La cena ufficiale sta finendo quando Henry Kissinger si avvicina ad Aldo Moro. Gli parla a bassa voce: “Onorevole, lei deve smettere di perseguire il suo piano politico oppure la pagherà cara”. 

 Siamo a Washington, è il 1974. Aldo Moro è in quel momento ministro degli Esteri. Kissinger è il personaggio politico più influente degli Usa. Quel piano politico a cui l’americano fa riferimento è il compromesso storico. Moro vuole aprire al Partito comunista italiano di Enrico Berlinguer, il più forte partito comunista dell’Occidente. Per gli Stati Uniti, nel pieno della Guerra fredda, è uno scenario inaccettabile: l’Italia è un Paese Nato strategico e Washington non vuole comunisti nell’area di governo. Moro però è convinto che quella sia l’unica strada per tenere insieme il Paese. L’Italia degli anni Settanta è attraversata da terrorismo, tensioni sociali, scontri politici. Berlinguer e Moro, da mondi opposti, pensano entrambi che serva un equilibrio nuovo. La forza di Berlinguer e del Pc italiano, però, sono concausa di quello che accadrà dopo. Un partito comunista debole avrebbe fatto finire la partita in altro modo? Chissà. Probabile. Quattro anni dopo, il 16 marzo 1978, le Brigate Rosse bloccano l’auto di Moro in via Fani, uccidono i cinque uomini della scorta e lo sequestrano. Durante la prigionia Moro scrive lettere disperate alla Democrazia Cristiana. Al segretario della Dc Benigno Zaccagnini lascia una frase che pesa come una condanna: “Il mio sangue ricadrà su di voi”. Zaccagnini, moroteo e amico personale, non muove un dito.
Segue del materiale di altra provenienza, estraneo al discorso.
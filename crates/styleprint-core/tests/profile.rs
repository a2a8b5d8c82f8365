//! Integration tests over the public API: profile assembly, serialization
//! round-trips, and determinism.

use styleprint_core::profile::{self, Document};
use styleprint_core::{Profile, ProfileError};

fn sample_documents() -> Vec<Document> {
    vec![
        Document::new(
            "letters.txt",
            "Dear reader, this is a short note. It has two sentences.",
        ),
        Document::new(
            "journal.txt",
            "Today was long -- very long! Why does it feel that way?\n\n\
             Tomorrow will be better.",
        ),
    ]
}

#[test]
fn profile_covers_documents_and_corpus() {
    let docs = sample_documents();
    let profile = profile::build_profile(&docs).unwrap();

    assert_eq!(profile.metadata.document_count, 2);
    assert_eq!(profile.documents.len(), 2);
    assert_eq!(profile.documents[0].name, "letters.txt");
    assert_eq!(profile.documents[1].name, "journal.txt");

    let corpus_words: usize = profile.documents.iter().map(|d| d.word_count).sum();
    assert_eq!(profile.corpus_statistics.word_count, corpus_words);

    assert!(profile.corpus_statistics.lexical_diversity > 0.0);
    assert!(profile.corpus_statistics.lexical_diversity <= 1.0);
    assert!(profile.corpus_complexity.error.is_none());
    assert!(profile.corpus_readability.avg_sentence_length > 0.0);
}

#[test]
fn corpus_sentence_types_span_documents() {
    let docs = sample_documents();
    let profile = profile::build_profile(&docs).unwrap();
    let types = &profile.corpus_statistics.sentence_types;

    assert_eq!(types.declarative, 3);
    assert_eq!(types.exclamatory, 1);
    assert_eq!(types.interrogative, 1);
    assert_eq!(types.imperative, 0);
}

#[test]
fn profile_round_trips_through_json() {
    let profile = profile::build_profile(&sample_documents()).unwrap();

    let json = serde_json::to_string(&profile).unwrap();
    let restored: Profile = serde_json::from_str(&json).unwrap();

    let original = serde_json::to_value(&profile).unwrap();
    let reserialized = serde_json::to_value(&restored).unwrap();
    assert_eq!(original, reserialized);
}

#[test]
fn profiles_are_deterministic() {
    let docs = sample_documents();
    let first = serde_json::to_value(profile::build_profile(&docs).unwrap()).unwrap();
    let second = serde_json::to_value(profile::build_profile(&docs).unwrap()).unwrap();
    assert_eq!(first, second);
}

#[test]
fn unscored_error_field_stays_out_of_json() {
    let profile = profile::build_profile(&sample_documents()).unwrap();
    let value = serde_json::to_value(&profile).unwrap();
    assert!(value["corpus_complexity"].get("error").is_none());
}

#[test]
fn empty_input_set_is_the_only_failure() {
    let err = profile::build_profile(&[]).unwrap_err();
    assert!(matches!(err, ProfileError::NoValidDocuments));
    assert_eq!(err.to_string(), "no valid documents could be analyzed");

    let blank = vec![Document::new("blank.txt", "\n \t")];
    assert!(profile::build_profile(&blank).is_err());
}

#[test]
fn annotated_corpus_matches_document_order() {
    let docs = sample_documents();
    let annotated = profile::annotated_corpus(&docs);

    assert!(annotated.starts_with("--- From letters.txt ---\n"));
    assert!(annotated.contains("\n\n--- From journal.txt ---\n"));
    assert!(annotated.ends_with("Tomorrow will be better."));
}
Né lui, né Andreotti. Tantomeno Cossiga. Il Vaticano propone: “Paghiamo un riscatto, con soldi nostri”. Niente. Lo Stato italiano con le Br non tratta. Sopratutto se il prigioniero è Aldo Moro. Il 9 maggio il corpo di Aldo Moro viene trovato nel bagagliaio di una Renault 4 rossa in via Caetani, tra la sede della Dc e quella del Pci. 
Il compromesso storico finisce lì, dentro quel bagagliaio.